Cuando observaron los niveles hormonales, encontraron que los perros que reaccionaban agresivamente mostraban niveles más altos de vasopresina total en sus sistemas. Esto pareció demostrar el vínculo esperado entre la vasopresina y la agresión en perros. Sin embargo, cuando analizaron los niveles de oxitocina no encontraron diferencias significativas.

Si bien la asociación entre vasopresina y agresión parecía confirmarse, la ausencia de diferencias en los niveles de oxitocina parecía un poco desconcertante, por lo que el equipo de investigación realizó un segundo conjunto de mediciones que comparaban los niveles de oxitocina de los perros mascotas en el estudio con un grupo de perros de asistencia. Utilizaron perros de asistencia porque se criaron específicamente y se examinaron conductualmente para que fueran perros amigables, sociales, con temperamentos no agresivos.
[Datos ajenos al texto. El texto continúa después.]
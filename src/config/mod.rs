use std::fs;
use std::path::PathBuf;

use log::warn;
use serde::Deserialize;

const CONFIG_FILE_NAME: &str = ".fintrack.toml";

#[derive(Deserialize, Debug, Default)]
pub(crate) struct Config {
    /// Default ledger file path, overridden by the CLI argument.
    pub(crate) ledger_file: Option<String>,
}

impl Config {
    pub(crate) fn empty() -> Config {
        Config { ledger_file: None }
    }

    /// Load `.fintrack.toml` from the home directory if it exists.
    pub(crate) fn load() -> Config {
        match dirs::home_dir() {
            Some(home) => Config::load_from_file(home.join(CONFIG_FILE_NAME)),
            None => Config::empty(),
        }
    }

    pub(crate) fn load_from_file(path: PathBuf) -> Config {
        if path.exists() && path.is_file() {
            let contents = match fs::read_to_string(&path) {
                Ok(contents) => contents,
                Err(e) => {
                    warn!("Ignoring unreadable config {}: {e}", path.display());
                    return Config::empty();
                }
            };

            match toml::from_str::<Config>(&contents) {
                Ok(config) => config,
                Err(e) => {
                    warn!("Ignoring invalid config {}: {e}", path.display());
                    Config::empty()
                }
            }
        } else {
            Config::empty()
        }
    }
}

#[cfg(test)]
mod tests {
    use tempfile::tempdir;

    use super::*;

    #[test]
    fn test_load_missing_file_returns_empty() {
        let dir = tempdir().unwrap();
        let config = Config::load_from_file(dir.path().join("absent.toml"));
        assert!(config.ledger_file.is_none());
    }

    #[test]
    fn test_load_from_toml() {
        let dir = tempdir().unwrap();
        let path = dir.path().join("fintrack.toml");
        std::fs::write(&path, "ledger_file = '/home/user/ledger.dat'\n").unwrap();

        let config = Config::load_from_file(path);
        assert_eq!(config.ledger_file.as_deref(), Some("/home/user/ledger.dat"));
    }
}
use nom::bytes::complete::tag_no_case;
use nom::character::complete::multispace1;
use nom::IResult;

use crate::parser::{amount, non_space, quoted_string, Statement};

/// Parse `ADD category amount 'description'`.
pub(crate) fn add(input: &str) -> IResult<&str, Statement> {
    let (input, _) = tag_no_case("ADD")(input)?;
    let (input, _) = multispace1(input)?;
    let (input, category) = non_space(input)?;
    let (input, _) = multispace1(input)?;
    let (input, value) = amount(input)?;
    let (input, _) = multispace1(input)?;
    let (input, description) = quoted_string(input)?;
    Ok((
        input,
        Statement::Add(category.to_string(), value, description.to_string()),
    ))
}
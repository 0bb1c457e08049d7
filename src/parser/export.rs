use nom::bytes::complete::tag_no_case;
use nom::character::complete::multispace1;
use nom::IResult;

use crate::parser::{quoted_string, Statement};

/// Parse `EXPORT TO 'file_path'`.
pub(crate) fn export(input: &str) -> IResult<&str, Statement> {
    let (input, _) = tag_no_case("EXPORT")(input)?;
    let (input, _) = multispace1(input)?;
    let (input, _) = tag_no_case("TO")(input)?;
    let (input, _) = multispace1(input)?;
    let (input, file_path) = quoted_string(input)?;
    Ok((input, Statement::Export(file_path.to_string())))
}
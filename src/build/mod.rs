pub mod cmake;
pub mod config;
pub mod plan;
pub mod step;

pub use cmake::CMakeCommands;
pub use config::*;
pub use plan::BuildPlan;
pub use step::Step;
Ahora los investigadores encontraron las diferencias esperadas en los niveles de oxitocina, con los perros de asistencia que muestran una oxitocina total más grande que los perros domésticos.

El investigador principal, MacLean, cree que estos resultados pueden ser muy útiles para lidiar con perros agresivos, ya que la vasopresina y la oxitocina son hormonas antagónicas que tienden a neutralizarse mutuamente en sus efectos. Las terapias actuales para los problemas de comportamiento agresivos en perros generalmente tienden a concentrarse en la testosterona o la serotonina, pero MacLean sugiere: "Sería razonable pensar que si la vasopresina facilita la agresión, podría desarrollar productos farmacéuticos que podrían dirigirse al sistema de vasopresina para ayudar en casos donde los perros muy agresivo La oxitocina y la vasopresina están siendo ampliamente utilizadas como terapéuticas en humanos en este momento. La regulación del sistema de oxitocina se ha implicado en cosas que van desde el autismo hasta la esquizofrenia y el trastorno por estrés postraumático, y existen ensayos clínicos que analizan la administración de oxitocina como fármaco para crear algún tipo de respuesta conductual. Es interesante pensar que tal vez algunas de estas mismas terapias que estamos probando con personas podrían ser útiles en perros ".